“A New Kind Of Perversity”: John Waters On His New York Gallery Exhibit

January 26, 2015 | Rhett Jones

John Waters is probably the most famous director of “obscene” films that ever lived. His unlikely rise to fame from the underground world of grainy 8mm movies that were designed to be unpalatable trash has never been repeated by anyone. This is a man who spent a decade taking acid and having his troupe of extreme characters (on and off the screen) perform ludicrous acts like eating poop and scream foul-mouthed non-sequiturs at each other. After years of seeing his budgets and popularity grow, including a Broadway musical and big budget remake of his film Hairspray, he now finds it difficult to get movies financed in a landscape where distributors only want extremely cheap or extremely expensive films with nothing in between.

Rather than go backwards, Waters says he’s just channeled his creativity into best-selling books, live appearances and gallery-ready art. For the opening of his latest exhibition that’s titled “Beverly Hills John,” the artist was nice enough to walk us through and explain his motivations behind the often hilarious work. Below are some the best.

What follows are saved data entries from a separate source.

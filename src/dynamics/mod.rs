pub mod derivatives;
pub mod state;

pub use derivatives::DerivativeContext;
pub use state::{Deriv, State};
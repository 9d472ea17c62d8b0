use tracing::{debug, info};

use crate::error::{ListenerError, SimulationError};

use super::event::{FlightEvent, FlightEventKind};
use super::flight_data::FlightData;
use super::status::SimulationStatus;
use super::warning::Warning;

// ---------------------------------------------------------------------------
// Listener hooks
// ---------------------------------------------------------------------------

#[derive(Debug, Clone, Copy, PartialEq, Eq)]
pub enum HookResult {
    Continue,
    /// The listener changed the status; derived quantities must be recomputed.
    Modified,
    /// Only honoured from `pre_step`: the listener advanced the state itself.
    SkipStep,
    /// End the run now.
    Abort,
}

/// Extension hooks invoked synchronously by the engine.
///
/// Every method has a no-op default so listeners only implement what they need.
pub trait SimulationListener: Send {
    fn name(&self) -> &str {
        "unnamed"
    }

    fn start_simulation(&mut self, _status: &mut SimulationStatus) -> Result<(), ListenerError> {
        Ok(())
    }

    fn pre_step(&mut self, _status: &mut SimulationStatus) -> Result<HookResult, ListenerError> {
        Ok(HookResult::Continue)
    }

    fn post_step(&mut self, _status: &mut SimulationStatus) -> Result<HookResult, ListenerError> {
        Ok(HookResult::Continue)
    }

    fn handle_event(
        &mut self,
        _status: &mut SimulationStatus,
        _event: &FlightEvent,
    ) -> Result<HookResult, ListenerError> {
        Ok(HookResult::Continue)
    }

    fn on_warning(
        &mut self,
        _status: &mut SimulationStatus,
        _warning: &Warning,
    ) -> Result<HookResult, ListenerError> {
        Ok(HookResult::Continue)
    }

    fn end_simulation(&mut self, _outcome: Result<&FlightData, &SimulationError>) {}
}

// ---------------------------------------------------------------------------
// Chain
// ---------------------------------------------------------------------------

/// Combined result of running one hook over the whole chain.
#[derive(Debug, Clone, PartialEq, Eq)]
pub enum ChainOutcome {
    Continue,
    Modified,
    SkipStep,
    Abort { listener: String },
}

#[derive(Debug)]
pub struct HookFailure {
    pub listener: String,
    pub error: ListenerError,
}

/// Listeners in registration order.
#[derive(Default)]
pub struct ListenerChain {
    listeners: Vec<Box<dyn SimulationListener>>,
}

impl ListenerChain {
    pub fn new(listeners: Vec<Box<dyn SimulationListener>>) -> Self {
        Self { listeners }
    }

    pub fn len(&self) -> usize {
        self.listeners.len()
    }

    pub fn is_empty(&self) -> bool {
        self.listeners.is_empty()
    }

    pub fn names(&self) -> Vec<String> {
        self.listeners.iter().map(|l| l.name().to_string()).collect()
    }

    /// Run `hook` on each listener until one aborts or fails.
    fn dispatch<F>(&mut self, mut hook: F) -> Result<ChainOutcome, HookFailure>
    where
        F: FnMut(&mut dyn SimulationListener) -> Result<HookResult, ListenerError>,
    {
        let mut outcome = ChainOutcome::Continue;
        for listener in &mut self.listeners {
            let result = hook(listener.as_mut()).map_err(|error| HookFailure {
                listener: listener.name().to_string(),
                error,
            })?;
            match result {
                HookResult::Continue => {}
                HookResult::Modified => {
                    if outcome == ChainOutcome::Continue {
                        outcome = ChainOutcome::Modified;
                    }
                }
                HookResult::SkipStep => outcome = ChainOutcome::SkipStep,
                HookResult::Abort => {
                    let name = listener.name().to_string();
                    debug!(listener = %name, "listener aborted the run");
                    return Ok(ChainOutcome::Abort { listener: name });
                }
            }
        }
        Ok(outcome)
    }

    pub fn start_simulation(&mut self, status: &mut SimulationStatus) -> Result<(), HookFailure> {
        for listener in &mut self.listeners {
            listener.start_simulation(status).map_err(|error| HookFailure {
                listener: listener.name().to_string(),
                error,
            })?;
        }
        Ok(())
    }

    pub fn pre_step(&mut self, status: &mut SimulationStatus) -> Result<ChainOutcome, HookFailure> {
        self.dispatch(|l| l.pre_step(status))
    }

    pub fn post_step(&mut self, status: &mut SimulationStatus) -> Result<ChainOutcome, HookFailure> {
        let outcome = self.dispatch(|l| l.post_step(status))?;
        // Skipping is meaningless once the step is done.
        Ok(match outcome {
            ChainOutcome::SkipStep => ChainOutcome::Continue,
            other => other,
        })
    }

    pub fn handle_event(
        &mut self,
        status: &mut SimulationStatus,
        event: &FlightEvent,
    ) -> Result<ChainOutcome, HookFailure> {
        self.dispatch(|l| l.handle_event(status, event))
    }

    pub fn on_warning(
        &mut self,
        status: &mut SimulationStatus,
        warning: &Warning,
    ) -> Result<ChainOutcome, HookFailure> {
        self.dispatch(|l| l.on_warning(status, warning))
    }

    pub fn end_simulation(&mut self, outcome: Result<&FlightData, &SimulationError>) {
        for listener in &mut self.listeners {
            listener.end_simulation(outcome);
        }
    }
}

// ---------------------------------------------------------------------------
// Built-in listeners
// ---------------------------------------------------------------------------

/// Logs every flight event at info level.
#[derive(Debug, Default)]
pub struct EventLogListener;

impl SimulationListener for EventLogListener {
    fn name(&self) -> &str {
        "log-events"
    }

    fn handle_event(
        &mut self,
        status: &mut SimulationStatus,
        event: &FlightEvent,
    ) -> Result<HookResult, ListenerError> {
        info!(
            branch = status.branch().name(),
            kind = %event.kind,
            time = event.time,
            altitude = status.state().altitude(),
            "flight event"
        );
        Ok(HookResult::Continue)
    }
}

/// Ends each branch at apogee.
#[derive(Debug, Default)]
pub struct StopAtApogee;

impl SimulationListener for StopAtApogee {
    fn name(&self) -> &str {
        "stop-at-apogee"
    }

    fn handle_event(
        &mut self,
        status: &mut SimulationStatus,
        event: &FlightEvent,
    ) -> Result<HookResult, ListenerError> {
        if event.kind == FlightEventKind::Apogee {
            status.request_termination();
        }
        Ok(HookResult::Continue)
    }
}

#[cfg(test)]
mod tests {
    use super::*;
    use crate::dynamics::state::State;
    use crate::sim::conditions::Conditions;
    use crate::sim::status::FlightConfiguration;
    use crate::vehicle::presets;
    use nalgebra::UnitQuaternion;
    use std::sync::{Arc, Mutex};

    fn status() -> SimulationStatus {
        let config = FlightConfiguration::new(Arc::new(presets::sounding_rocket()), "F60")
            .expect("preset configuration");
        SimulationStatus::new(
            State::at_rest(UnitQuaternion::identity()),
            config,
            Arc::new(Conditions::default()),
            "Main",
        )
    }

    struct Scripted {
        name: &'static str,
        result: Result<HookResult, ListenerError>,
        calls: Arc<Mutex<Vec<&'static str>>>,
    }

    impl SimulationListener for Scripted {
        fn name(&self) -> &str {
            self.name
        }

        fn pre_step(&mut self, _status: &mut SimulationStatus) -> Result<HookResult, ListenerError> {
            if let Ok(mut calls) = self.calls.lock() {
                calls.push(self.name);
            }
            self.result.clone()
        }
    }

    fn scripted(
        name: &'static str,
        result: Result<HookResult, ListenerError>,
        calls: &Arc<Mutex<Vec<&'static str>>>,
    ) -> Box<dyn SimulationListener> {
        Box::new(Scripted { name, result, calls: Arc::clone(calls) })
    }

    #[test]
    fn runs_in_order_and_stops_at_abort() {
        let calls = Arc::new(Mutex::new(vec![]));
        let mut chain = ListenerChain::new(vec![
            scripted("a", Ok(HookResult::Modified), &calls),
            scripted("b", Ok(HookResult::Abort), &calls),
            scripted("c", Ok(HookResult::Continue), &calls),
        ]);
        let mut s = status();
        let outcome = chain.pre_step(&mut s).expect("no failure");
        assert_eq!(outcome, ChainOutcome::Abort { listener: "b".into() });
        assert_eq!(*calls.lock().expect("lock"), vec!["a", "b"]);
    }

    #[test]
    fn skip_wins_over_modified() {
        let calls = Arc::new(Mutex::new(vec![]));
        let mut chain = ListenerChain::new(vec![
            scripted("a", Ok(HookResult::SkipStep), &calls),
            scripted("b", Ok(HookResult::Modified), &calls),
        ]);
        let mut s = status();
        assert_eq!(chain.pre_step(&mut s).expect("no failure"), ChainOutcome::SkipStep);
        assert_eq!(chain.post_step(&mut s).expect("no failure"), ChainOutcome::Continue);
    }

    #[test]
    fn failure_names_the_listener() {
        let calls = Arc::new(Mutex::new(vec![]));
        let mut chain = ListenerChain::new(vec![
            scripted("ok", Ok(HookResult::Continue), &calls),
            scripted("bad", Err(ListenerError::new("boom")), &calls),
        ]);
        let mut s = status();
        let failure = chain.pre_step(&mut s).unwrap_err();
        assert_eq!(failure.listener, "bad");
        assert_eq!(failure.error.message, "boom");
    }

    #[test]
    fn stop_at_apogee_requests_termination() {
        let mut s = status();
        let mut l = StopAtApogee;
        let burnout = FlightEvent::new(FlightEventKind::Burnout, 2.0, None);
        l.handle_event(&mut s, &burnout).expect("hook");
        assert!(s.termination().is_none());
        let apogee = FlightEvent::new(FlightEventKind::Apogee, 9.0, None);
        l.handle_event(&mut s, &apogee).expect("hook");
        assert!(s.termination().is_some());
    }
}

This is Waters’ ode to the crab. Not the seafaring type of crab, he means pubic lice. The artist says that pubic hair is so rare these days that he feels that crabs are a kind of endangered species. He made an environmental/art double entendre, “This is my green-piece.”


As a lifetime outsider in more ways than one, Waters has spent years watching societal barriers and prejudices fall away, be it in the realm of civil rights or in the prosecution of  “obscenity.” Today he feels that there’s at least one way that he remains a misfit within his own community: he doesn’t want to get married and he sees a divide growing in gay life between those who and those who don’t.

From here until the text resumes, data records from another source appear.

pub mod aero;
pub mod dynamics;
pub mod error;
pub mod mass;
pub mod math;
pub mod physics;
pub mod sim;
pub mod simulation;
pub mod vehicle;

pub use error::{ErrorCategory, ListenerError, ModelError, SimulationError};
pub use sim::{Conditions, FlightData, SimulationEngine, SimulationListener, SimulationSetup};
pub use simulation::{SharedRocket, Simulation, Status};
pub use vehicle::{presets, Rocket};
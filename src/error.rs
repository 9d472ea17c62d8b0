use std::fmt;

use thiserror::Error;

use crate::sim::flight_data::FlightData;

/// Failure of a physical model: a calculator or stepper produced something unusable.
#[derive(Debug, Clone, PartialEq, Error)]
pub enum ModelError {
    #[error("non-finite {quantity} at t={time:.4} s")]
    NonFinite { quantity: &'static str, time: f64 },
    #[error("{0}")]
    Invalid(String),
}

/// Failure raised by a listener hook or factory.
#[derive(Debug, Clone, PartialEq, Error)]
#[error("{message}")]
pub struct ListenerError {
    pub message: String,
}

impl ListenerError {
    pub fn new(message: impl Into<String>) -> Self {
        Self { message: message.into() }
    }
}

#[derive(Debug, Clone, Copy, PartialEq, Eq)]
pub enum StrategyKind {
    Stepper,
    AerodynamicCalculator,
    MassCalculator,
    Listener,
}

impl fmt::Display for StrategyKind {
    fn fmt(&self, f: &mut fmt::Formatter<'_>) -> fmt::Result {
        f.write_str(match self {
            StrategyKind::Stepper => "stepper",
            StrategyKind::AerodynamicCalculator => "aerodynamic calculator",
            StrategyKind::MassCalculator => "mass calculator",
            StrategyKind::Listener => "listener",
        })
    }
}

#[derive(Debug, Clone, Copy, PartialEq, Eq)]
pub enum ErrorCategory {
    /// Caller or programmer error; retrying with the same input fails again.
    Configuration,
    /// The numerical model broke down; may succeed with adjusted parameters.
    PhysicalModel,
}

#[derive(Debug, Error)]
pub enum SimulationError {
    #[error("cannot simulate externally provided flight data")]
    ExternalData,

    #[error("no motor configuration selected")]
    NoMotorConfiguration,

    #[error("motor configuration {0:?} does not exist")]
    MissingMotorConfiguration(String),

    #[error("invalid conditions: {0}")]
    InvalidConditions(String),

    #[error("invalid rocket: {0}")]
    InvalidRocket(String),

    #[error("unknown {kind} {id:?}")]
    UnknownStrategy { kind: StrategyKind, id: String },

    #[error("listener {id:?} could not be instantiated: {source}")]
    ListenerInstantiation {
        id: String,
        #[source]
        source: ListenerError,
    },

    #[error("model failure at t={time:.4} s: {source}")]
    Model {
        time: f64,
        #[source]
        source: ModelError,
        partial: Box<FlightData>,
    },

    #[error("listener {listener} failed at t={time:.4} s: {source}")]
    Listener {
        listener: String,
        time: f64,
        #[source]
        source: ListenerError,
        partial: Box<FlightData>,
    },
}

impl SimulationError {
    pub fn category(&self) -> ErrorCategory {
        match self {
            SimulationError::Model { .. } => ErrorCategory::PhysicalModel,
            _ => ErrorCategory::Configuration,
        }
    }

    pub fn is_retryable(&self) -> bool {
        self.category() == ErrorCategory::PhysicalModel
    }

    /// Flight data recorded up to the last completed step of a failed run.
    pub fn partial_data(&self) -> Option<&FlightData> {
        match self {
            SimulationError::Model { partial, .. } | SimulationError::Listener { partial, .. } => {
                Some(partial)
            }
            _ => None,
        }
    }
}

Of all the anecdotes that Waters shared, this one was the grossest. He recalled his days as a young man when sex and nudity were unheard of in films. For men to see a vagina, they would go to exploitation films that spliced in live birth footage and they would jerk off in the theater. This piece uses stills from one such film that was titled, Mom And Dad.

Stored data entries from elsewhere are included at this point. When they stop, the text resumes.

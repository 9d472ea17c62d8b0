use super::gravity::G0;

// ---------------------------------------------------------------------------
// ISA 1976 Standard Atmosphere (sea level to 86 km)
// ---------------------------------------------------------------------------

const R_AIR: f64 = 287.052_87; // specific gas constant for dry air, J/(kg·K)
const GAMMA: f64 = 1.4; // ratio of specific heats

// Sutherland's law for dynamic viscosity of air
const MU_REF: f64 = 1.716e-5; // Pa·s at T_REF
const T_REF: f64 = 273.15; // K
const SUTHERLAND: f64 = 110.4; // K

/// One layer of the standard atmosphere: base altitude (m), base temperature (K),
/// lapse rate (K/m) and base pressure (Pa).
struct Layer {
    base: f64,
    temperature: f64,
    lapse: f64,
    pressure: f64,
}

const LAYERS: [Layer; 7] = [
    Layer { base: 0.0, temperature: 288.15, lapse: -0.0065, pressure: 101_325.0 },
    Layer { base: 11_000.0, temperature: 216.65, lapse: 0.0, pressure: 22_632.1 },
    Layer { base: 20_000.0, temperature: 216.65, lapse: 0.001, pressure: 5_474.89 },
    Layer { base: 32_000.0, temperature: 228.65, lapse: 0.0028, pressure: 868.019 },
    Layer { base: 47_000.0, temperature: 270.65, lapse: 0.0, pressure: 110.906 },
    Layer { base: 51_000.0, temperature: 270.65, lapse: -0.0028, pressure: 66.9389 },
    Layer { base: 71_000.0, temperature: 214.65, lapse: -0.002, pressure: 3.956_42 },
];

const TOP_OF_MODEL: f64 = 86_000.0;

/// Atmospheric properties at a given geometric altitude.
#[derive(Debug, Clone, Copy, PartialEq)]
pub struct Atmosphere {
    pub density: f64,             // kg/m^3
    pub pressure: f64,            // Pa
    pub temperature: f64,         // K
    pub sound_speed: f64,         // m/s
    pub kinematic_viscosity: f64, // m^2/s
}

/// ISA 1976 standard atmosphere.
///
/// Negative altitudes clamp to sea level; above 86 km pressure decays
/// exponentially at a fixed temperature.
pub fn isa(altitude_m: f64) -> Atmosphere {
    let h = altitude_m.max(0.0);

    let (temperature, pressure) = if h >= TOP_OF_MODEL {
        let p = 0.3734 * (-0.000_15 * (h - TOP_OF_MODEL)).exp();
        (186.87, p.max(0.0))
    } else {
        let layer = LAYERS
            .iter()
            .rev()
            .find(|l| h >= l.base)
            .unwrap_or(&LAYERS[0]);
        layer_state(layer, h)
    };

    let density = if temperature > 0.0 {
        pressure / (R_AIR * temperature)
    } else {
        0.0
    };

    let dynamic_viscosity =
        MU_REF * (temperature / T_REF).powf(1.5) * (T_REF + SUTHERLAND) / (temperature + SUTHERLAND);
    let kinematic_viscosity = if density > 0.0 {
        dynamic_viscosity / density
    } else {
        f64::INFINITY
    };

    Atmosphere {
        density,
        pressure,
        temperature,
        sound_speed: (GAMMA * R_AIR * temperature).sqrt(),
        kinematic_viscosity,
    }
}

fn layer_state(layer: &Layer, h: f64) -> (f64, f64) {
    let dh = h - layer.base;
    if layer.lapse == 0.0 {
        let p = layer.pressure * ((-G0 / (R_AIR * layer.temperature)) * dh).exp();
        (layer.temperature, p)
    } else {
        let t = layer.temperature + layer.lapse * dh;
        let p = layer.pressure * (t / layer.temperature).powf(-G0 / (layer.lapse * R_AIR));
        (t, p)
    }
}

// ---------------------------------------------------------------------------
// Tests
// ---------------------------------------------------------------------------

#[cfg(test)]
mod tests {
    use super::*;

    #[test]
    fn sea_level_standard_values() {
        let a = isa(0.0);
        assert!((a.temperature - 288.15).abs() < 0.01);
        assert!((a.pressure - 101_325.0).abs() < 1.0);
        assert!((a.density - 1.225).abs() < 0.001);
        assert!((a.sound_speed - 340.29).abs() < 0.1);
    }

    #[test]
    fn sea_level_viscosity() {
        let a = isa(0.0);
        // ~1.46e-5 m^2/s at 15 °C
        assert!((a.kinematic_viscosity - 1.46e-5).abs() < 0.05e-5);
    }

    #[test]
    fn tropopause_11km() {
        let a = isa(11_000.0);
        assert!((a.temperature - 216.65).abs() < 0.5);
        assert!((a.pressure - 22_632.0).abs() < 100.0);
    }

    #[test]
    fn density_monotonically_decreases() {
        let rho_0 = isa(0.0).density;
        let rho_10k = isa(10_000.0).density;
        let rho_50k = isa(50_000.0).density;
        assert!(rho_0 > rho_10k);
        assert!(rho_10k > rho_50k);
        assert!(rho_50k > 0.0);
    }

    #[test]
    fn negative_altitude_clamps_to_sea_level() {
        let a = isa(-500.0);
        assert!((a.temperature - 288.15).abs() < 0.01);
    }

    #[test]
    fn near_vacuum_above_86km() {
        let a = isa(100_000.0);
        assert!(a.density < 1e-5);
        assert!(a.pressure < 1.0);
    }
}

These three works “celebrate” screwed up plastic surgery.  Waters says that he’s fascinated by people who go overboard with surgical procedures, “People look like this. They don’t look old, they look insane.”


With no interest in child-rearing, Waters keeps a fake baby named Bill around the house. This is Bill’s stroller, it’s decorated with the logos of closed fetish bars.


This is exactly what it looks like. Shots from anal surgery mixed with reactions from one of the Three Stooges. Waters says that it’s to remind people to “Eat a lot bran.”


“Is there any race, age or demographic that can say that and not be a racist?”


This GIF comes from Waters’ feature length video remake of his most notorious film, Pink Flamingos. This remake wasn’t really a proper film, it’s entirely composed of a table reading of the X-rated film by children. Waters cleaned up the script to make it appropriate for children. For him, this is a new approach to obscenity. He wants those who have seen the original to experience it with all of their memories. “It makes you feel weird. I’m hoping for a new kind of perversity. That the audience and the collector is the dirty one.”


Another collage of film stills, the first is a title card from She Shoulda Said No! Waters says the subsequent stills of celebrities “are all women who shoulda said no.”

To see more works, as well as the full video of that Pink Flamingos remake, visit “Beverly Hills John,” from Jan. 9th until Feb 14th at Marianne Boesky Gallery in Manhattan.